What is Clinical Legal Education?
Clinical legal education is a progressive educational ideology and pedagogy that is most often implemented through university programs. Clinics are interactive, hands-on classrooms that promote learning by doing.
Historically, CLE developed in the United States as part of an explicit social justice agenda and primarily in response to a lack of legal services for the poor.
Today, CLE programs offer classroom simulation lessons based on real-life cases and/or clinic experience involving interaction with real clients. CLE programs are conducted under the supervision of experienced law clinicians and legal practitioners.
CLE students also engage in a variety of community outreach programs including women’s groups, support groups for people living with HIV, juvenile detention centers, community centers and other institutions. There, they teach classes that are designed to help people understand and access their legal rights and services. Areas of teaching often include: the rights of stateless persons; criminal law; family law; consumer protection law; land law; housing rights law; HIV/AIDs and the law; healthcare rights; prisoners’ rights; juvenile justice; employment and labor law; and basic life and other skills.
Why Clinical Legal Education?
“Clinical Legal Education (CLE) programs provide pro bono services to the community while educating the next generation of social justice, pro bono champions.”
Clinical Legal Education (CLE) provides an effective and sustainable solution to the two-fold problem that impedes and hinders access to justice in Southeast Asia.
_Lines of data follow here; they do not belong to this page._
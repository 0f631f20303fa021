//! Request and response bodies
//!
//! Requests are validated with `validator` before they reach a service;
//! responses are mostly the domain types themselves.

pub mod accounts;
pub mod loans;

use rust_decimal::Decimal;
use validator::ValidationError;

pub(crate) fn positive_amount(value: &Decimal) -> Result<(), ValidationError> {
    if value.is_sign_positive() && !value.is_zero() {
        Ok(())
    } else {
        Err(ValidationError::new("positive").with_message("must be greater than zero".into()))
    }
}
//! Infrastructure Database Layer
//!
//! PostgreSQL storage for the cooperative core, built on SQLx. The crate
//! implements the domain storage ports ([`domain_savings::LedgerRepository`]
//! and [`domain_loan::LoanRepository`]) so the services run unchanged against
//! either the in-memory adapters or the database.
//!
//! # Concurrency
//!
//! A unit of work is one database transaction. Row locks are taken with
//! `SELECT ... FOR UPDATE` in ascending id order and every wait is bounded by
//! `SET LOCAL lock_timeout`; a lock that is not granted surfaces as a
//! retryable `LockTimeout` domain error.
//!
//! # Example
//!
//! ```rust,ignore
//! use infra_db::{create_pool_from_url, run_migrations, PostgresLedgerRepository};
//!
//! let pool = create_pool_from_url("postgres://localhost/coop").await?;
//! run_migrations(&pool).await?;
//! let ledger = PostgresLedgerRepository::new(pool.clone());
//! ```

pub mod adapters;
pub mod error;
pub mod pool;
pub mod repositories;

pub use adapters::{PostgresLedgerRepository, PostgresLoanRepository};
pub use error::DatabaseError;
pub use pool::{create_pool, create_pool_from_url, run_migrations, DatabaseConfig, DatabasePool};
//! Subjective rating bundle attached to every finished session.

use rand::Rng;
use serde::{Deserialize, Serialize};
use smallvec::SmallVec;

use crate::action::ActionLog;
use crate::constants::{
    EASY_SUCCESS_RATE, ENJOYMENT_BASE, ENJOYMENT_COMPLETION_BONUS, ENJOYMENT_SUCCESS_WEIGHT,
    HARD_SUCCESS_RATE, RATING_MAX, RATING_MIN,
};
use crate::numbers::ratio;
use crate::rng::roll;

/// Free-text suggestions in generation order; duplicates are kept.
pub type Recommendations = SmallVec<[String; 4]>;

pub(crate) const REC_MORE_CHALLENGE: &str = "Add more challenging problems";
pub(crate) const REC_BETTER_PROGRESSION: &str = "Need better difficulty progression";

#[derive(Debug, Clone, PartialEq, Serialize, Deserialize)]
pub struct Feedback {
    pub enjoyment: f64,
    pub difficulty: f64,
    pub controls: f64,
    pub recommendations: Recommendations,
}

impl Feedback {
    pub(crate) fn recommend(&mut self, text: &str) {
        self.recommendations.push(text.to_string());
    }
}

/// Clamp a rating into the 1..=10 scale.
#[must_use]
pub fn clamp_rating(value: f64) -> f64 {
    if value.is_nan() {
        RATING_MIN
    } else {
        value.clamp(RATING_MIN, RATING_MAX)
    }
}

/// Share of answered problems that were correct.
#[must_use]
pub fn success_rate(actions: &ActionLog) -> f64 {
    let (correct, wrong) = actions.answer_counts();
    ratio(correct, correct + wrong)
}

/// Enjoyment and perceived difficulty, shared by both simulators.
///
/// `finished` is the variant's own success flag (desktop `completed`, mobile
/// `successful`).
pub(crate) fn base_feedback<R: Rng + ?Sized>(
    actions: &ActionLog,
    finished: bool,
    rng: &mut R,
) -> Feedback {
    let rate = success_rate(actions);
    let bonus = if finished {
        ENJOYMENT_COMPLETION_BONUS
    } else {
        -ENJOYMENT_COMPLETION_BONUS
    };
    let noise = roll(rng) * 2.0 - 1.0;
    let enjoyment = clamp_rating(ENJOYMENT_BASE + rate * ENJOYMENT_SUCCESS_WEIGHT + bonus + noise);

    let mut feedback = Feedback {
        enjoyment,
        difficulty: 0.0,
        controls: 0.0,
        recommendations: Recommendations::new(),
    };

    feedback.difficulty = if rate > EASY_SUCCESS_RATE {
        feedback.recommend(REC_MORE_CHALLENGE);
        2.0 + roll(rng) * 2.0
    } else if rate < HARD_SUCCESS_RATE {
        feedback.recommend(REC_BETTER_PROGRESSION);
        8.0 + roll(rng) * 2.0
    } else {
        4.0 + roll(rng) * 3.0
    };
    feedback
}
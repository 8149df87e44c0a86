use anyhow::Result;
use colored::Colorize;
use mathrun_sim::{OutcomeOf, SimulationRunner, Simulator};
use rand::Rng;
use std::sync::Arc;
use std::sync::atomic::{AtomicUsize, Ordering};
use std::time::Duration;

const TICK: Duration = Duration::from_secs(1);

pub fn progress_line(label: &str, completed: usize, total: usize) -> String {
    format!("{label} progress: {completed}/{total} sessions completed")
}

/// Run `count` sessions with `delay` between them while a background task
/// prints the completed count once a second.
pub async fn run_with_ticker<S, R>(
    runner: &SimulationRunner<S>,
    count: usize,
    rng: &mut R,
    delay: Duration,
) -> Result<OutcomeOf<S>>
where
    S: Simulator,
    R: Rng + ?Sized,
{
    let label = runner.simulator().name();
    let progress = Arc::new(AtomicUsize::new(0));

    let ticker = {
        let progress = Arc::clone(&progress);
        tokio::spawn(async move {
            let mut interval = tokio::time::interval(TICK);
            // The first tick fires immediately.
            interval.tick().await;
            loop {
                interval.tick().await;
                let completed = progress.load(Ordering::Relaxed);
                println!("{}", progress_line(label, completed, count).dimmed());
            }
        })
    };

    let outcome = runner.run_paced(count, rng, delay, &progress).await;
    ticker.abort();

    let outcome = outcome?;
    println!(
        "{}",
        progress_line(label, outcome.raw_data.len(), count).green()
    );
    Ok(outcome)
}

#[cfg(test)]
mod tests {
    use super::*;
    use rand::SeedableRng;
    use rand_chacha::ChaCha20Rng;

    #[test]
    fn progress_line_mentions_counts() {
        assert_eq!(
            progress_line("mobile", 12, 40),
            "mobile progress: 12/40 sessions completed"
        );
    }

    #[test]
    fn ticker_run_returns_every_session() {
        let runner = mathrun_sim::desktop_runner().unwrap();
        let mut rng = ChaCha20Rng::seed_from_u64(21);
        let rt = tokio::runtime::Builder::new_current_thread()
            .enable_all()
            .build()
            .unwrap();
        let outcome = rt
            .block_on(run_with_ticker(&runner, 4, &mut rng, Duration::ZERO))
            .unwrap();
        assert_eq!(outcome.raw_data.len(), 4);
    }

    #[test]
    fn zero_sessions_propagate_the_error() {
        let runner = mathrun_sim::mobile_runner().unwrap();
        let mut rng = ChaCha20Rng::seed_from_u64(1);
        let result = tokio_test::block_on(run_with_ticker(&runner, 0, &mut rng, Duration::ZERO));
        assert!(result.is_err());
    }
}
1. Marginalized and disadvantaged groups often lack the legal knowledge, understanding or financial means to access the law and their rights. The result is a sense of injustice throughout societies in which a growing rift divides those with financial and legal means, and those without.
2. In Southeast Asia, the traditional method of teaching law does little to make students aware of challenges to social justice and access to justice and it does not produce law graduates with the legal skills, knowledge and values required to solve them.
The CLE Solution
CLE educates people on their legal rights and how to access them, serves the needs of the community, and provides pro bono services to the disadvantaged.
CLE builds bridges between law schools, civil society, government, non-governmental organizations and communities that would otherwise not have access to legal assistance.
CLE fosters professional ethics and teaches students practical skills for tomorrow, while helping marginalized communities today.
CLE: A Sustainable Solution
CLE offers a sustainable solution to access to justice issues in Southeast Asia and globally.
CLE provides pro bono services and legal education to communities that would not otherwise have access to legal assistance.
CLE helps to build a socially responsible and pro-bono minded legal profession.
CLE partners work together and become a part of an active, collaborative network focused on sharing resources, experiences and assisting each other in overcoming obstacles to social justice. This cross-border network of pro-bono minded advocates broadens the impact and assures the sustainability of the CLE solution to access to justice issues. Indeed, many legal issues and challenges faced by the marginalized, vulnerable and needy are not limited to the confines of a nation-state’s boundaries.
CLE: Promoting a Pro Bono Ethic
BABSEACLE helps to educate future lawyers in the spirit of public service within their respective communities and promotes the value of providing pro bono legal services. Many of these legal advocates then go on to pursue an active role in the advancement of justice and the rule of law in their countries.
In addition, BABSEACLE advocates for a pro bono ethic in the legal profession by organizing and supporting regional events for lawyers, academics, students, policy makers and representatives from non-governmental organizations to develop pro bono initiatives that strengthen access to justice throughout Southeast Asia.